KIA test is a useful tool for the identification and differentiation of Gram-negative enteric bacilli, especially the members of the family Enterobacteriaceae. Some of the applications of KIA test are:
- To distinguish lactose fermenters from non-lactose fermenters based on the color change of the slant and butt. For example, Escherichia coli and Klebsiella pneumoniae are lactose fermenters that produce yellow/yellow reactions, while Salmonella spp. and Shigella spp. are non-lactose fermenters that produce red/yellow or red/red reactions.
- To detect the ability of bacteria to produce hydrogen sulfide (H2S) by reducing sodium thiosulfate. H2S production is indicated by the blackening of the medium or part of it. For example, Proteus vulgaris and Citrobacter freundii are H2S producers that produce black precipitates, while Pseudomonas aeruginosa and Shigella flexneri are H2S non-producers that do not produce any blackening.
- To detect the ability of bacteria to produce gas by fermenting glucose or lactose. Gas production is indicated by the formation of bubbles, cracks, or gaps in the medium. For example, Escherichia coli and Citrobacter freundii are gas producers that produce visible gas pockets, while Shigella flexneri and Pseudomonas aeruginosa are gas non-producers that do not produce any gas.
- To screen fecal cultures for the presence of enteric pathogens such as Salmonella spp. and Shigella spp., which are usually non-lactose fermenters and H2S producers.
- To presumptively identify some bacterial species based on their characteristic KIA reactions. For example, Salmonella typhi produces a red slant with a black butt (K/A + H2S), while Yersinia enterocolitica produces a red slant with a yellow butt (K/A).
- KIA test is not a confirmatory test for the identification of enteric bacteria. It is recommended that biochemical, immunological, molecular, or mass spectrometry testing be performed on colonies from pure culture for complete identification.
- KIA test has a strict time frame for reading the results. It is advised to read the results within 18 to 24 hours of incubation, not too early and not too late. Reading the results too early may result in false-negative reactions for lactose fermentation and H2S production. Reading the results too late may result in false-positive reactions for H2S production due to the diffusion of H2S from other tubes or the whole tube turning black and obscuring the color change of the medium.
- KIA test cannot differentiate between lactose-only fermenters and lactose-and-glucose fermenters. Both types of bacteria will produce a yellow slant and yellow butt (A/A) reaction on KIA. To distinguish between them, other tests such as indole or methyl red tests are required.
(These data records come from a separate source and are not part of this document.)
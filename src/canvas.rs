//! The interactive canvas: paints the composited bitmap at the fitted scale,
//! draws the selection overlay, and feeds pointer/keyboard input to the
//! interaction controller.

use eframe::egui::{self, Align2, Color32, FontId, Rect, Stroke, pos2, vec2};

use crate::bounds::text_bounds;
use crate::editor::EditorState;
use crate::interaction::{InteractionController, ResizeGrab};
use crate::metrics::MemeFont;
use crate::viewport::Viewport;

const CANVAS_MARGIN: f32 = 16.0;
const HANDLE_SIZE: f32 = 9.0;
/// Pointer slack around the SE handle.
const HANDLE_GRAB_SIZE: f32 = 14.0;

pub fn show(ui: &mut egui::Ui, editor: &mut EditorState, controller: &mut InteractionController) {
    let Some(font) = editor.font().cloned() else {
        // Font parse failed this frame; it will be retried on the next one.
        ui.centered_and_justified(|ui| ui.spinner());
        return;
    };
    let Some(natural) = editor.image_size() else {
        ui.centered_and_justified(|ui| {
            ui.label("Select a template or load an image to get started")
        });
        return;
    };

    let avail = ui.available_size();
    let (rect, response) = ui.allocate_exact_size(avail, egui::Sense::click_and_drag());
    let vp = Viewport::fit(natural, rect.shrink(CANVAS_MARGIN));

    handle_pointer(ui, editor, controller, &font, &vp, rect);
    handle_wheel(ui, editor, controller, &response);
    handle_keys(ui, editor, controller);

    // Compositing happens after input so this frame shows the new state.
    editor.refresh(ui.ctx());

    let painter = ui.painter_at(rect);
    if let Some(texture) = editor.texture() {
        painter.image(
            texture.id(),
            vp.screen_rect(natural),
            Rect::from_min_max(pos2(0.0, 0.0), pos2(1.0, 1.0)),
            Color32::WHITE,
        );
    }

    if let Some(sel_rect) = selection_rect(editor, &font, &vp) {
        paint_selection(&painter, sel_rect);
        painter.text(
            rect.center_bottom() - vec2(0.0, 6.0),
            Align2::CENTER_BOTTOM,
            "Ctrl + scroll adjusts text size · Delete removes the box",
            FontId::proportional(13.0),
            ui.visuals().weak_text_color(),
        );
    }
}

/// Screen-space rectangle of the selected box's interaction bounds.
fn selection_rect(editor: &EditorState, font: &MemeFont, vp: &Viewport) -> Option<Rect> {
    let selected = editor.boxes.selected()?;
    let bounds = text_bounds(selected, font)?;
    Some(Rect::from_min_max(
        vp.to_screen(pos2(bounds.left, bounds.top)),
        vp.to_screen(pos2(bounds.right, bounds.bottom)),
    ))
}

fn handle_pointer(
    ui: &egui::Ui,
    editor: &mut EditorState,
    controller: &mut InteractionController,
    font: &MemeFont,
    vp: &Viewport,
    rect: Rect,
) {
    let pointer = ui.input(|i| i.pointer.interact_pos());
    let pressed = ui.input(|i| i.pointer.primary_pressed());
    let released = ui.input(|i| i.pointer.primary_released());

    if pressed {
        if let Some(p) = pointer.filter(|p| rect.contains(*p)) {
            let handle = grabbed_handle(editor, font, vp, p);
            let action = controller.pointer_down(vp.to_image(p), p, handle, &editor.boxes, font);
            if let Some(action) = action {
                editor.apply(action);
            }
        }
    } else if controller.is_active() {
        match pointer {
            Some(p) if rect.contains(p) => {
                let action =
                    controller.pointer_move(vp.to_image(p), p, vp.scale, natural_of(editor), &editor.boxes);
                if let Some(action) = action {
                    editor.apply(action);
                }
            }
            // Losing the pointer mid-gesture is a forced release.
            _ => controller.pointer_left(),
        }
    }

    if released {
        controller.pointer_up();
    }
}

fn natural_of(editor: &EditorState) -> egui::Vec2 {
    editor.image_size().unwrap_or(egui::Vec2::ZERO)
}

/// SE corner handle hit, in display space.
fn grabbed_handle(
    editor: &EditorState,
    font: &MemeFont,
    vp: &Viewport,
    pointer: egui::Pos2,
) -> Option<ResizeGrab> {
    let selected = editor.boxes.selected()?;
    let sel_rect = selection_rect(editor, font, vp)?;
    let grab_rect = Rect::from_center_size(sel_rect.max, vec2(HANDLE_GRAB_SIZE, HANDLE_GRAB_SIZE));
    grab_rect.contains(pointer).then(|| ResizeGrab {
        id: selected.id,
        display_w: sel_rect.width(),
        display_h: sel_rect.height(),
    })
}

fn handle_wheel(
    ui: &egui::Ui,
    editor: &mut EditorState,
    controller: &InteractionController,
    response: &egui::Response,
) {
    if !response.hovered() {
        return;
    }
    let (scroll_y, modifier) = ui.input(|i| (i.raw_scroll_delta.y, i.modifiers.command));
    if let Some(action) = controller.wheel(scroll_y, modifier, &editor.boxes) {
        editor.apply(action);
    }
}

fn handle_keys(ui: &egui::Ui, editor: &mut EditorState, controller: &InteractionController) {
    // Ignore Delete/Backspace while a text field has focus.
    let typing = ui.ctx().memory(|m| m.focused().is_some());
    if typing {
        return;
    }
    let delete = ui.input(|i| {
        i.key_pressed(egui::Key::Delete) || i.key_pressed(egui::Key::Backspace)
    });
    if delete {
        if let Some(action) = controller.delete_key(&editor.boxes) {
            editor.apply(action);
        }
    }
}

fn paint_selection(painter: &egui::Painter, sel_rect: Rect) {
    painter.rect_stroke(
        sel_rect,
        egui::Rounding::ZERO,
        Stroke::new(1.5, Color32::from_rgb(0x4d, 0x9f, 0xff)),
    );
    for corner in [
        sel_rect.min,
        pos2(sel_rect.max.x, sel_rect.min.y),
        pos2(sel_rect.min.x, sel_rect.max.y),
        sel_rect.max,
    ] {
        let handle = Rect::from_center_size(corner, vec2(HANDLE_SIZE, HANDLE_SIZE));
        painter.rect_filled(handle, egui::Rounding::ZERO, Color32::WHITE);
        painter.rect_stroke(
            handle,
            egui::Rounding::ZERO,
            Stroke::new(1.0, Color32::from_rgb(0x4d, 0x9f, 0xff)),
        );
    }
}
- KIA test may not detect some strains of H2S-producing bacteria that require cysteine for H2S production. Such strains may give a false-negative reaction for H2S production on KIA. To detect them, other media such as SIM or TSI that contain cysteine are required.
- KIA test may not detect some strains of non-lactose fermenting bacteria that produce acid from peptone degradation. Such strains may give a false-positive reaction for lactose fermentation on KIA. To confirm them, other tests such as citrate or urease tests are required.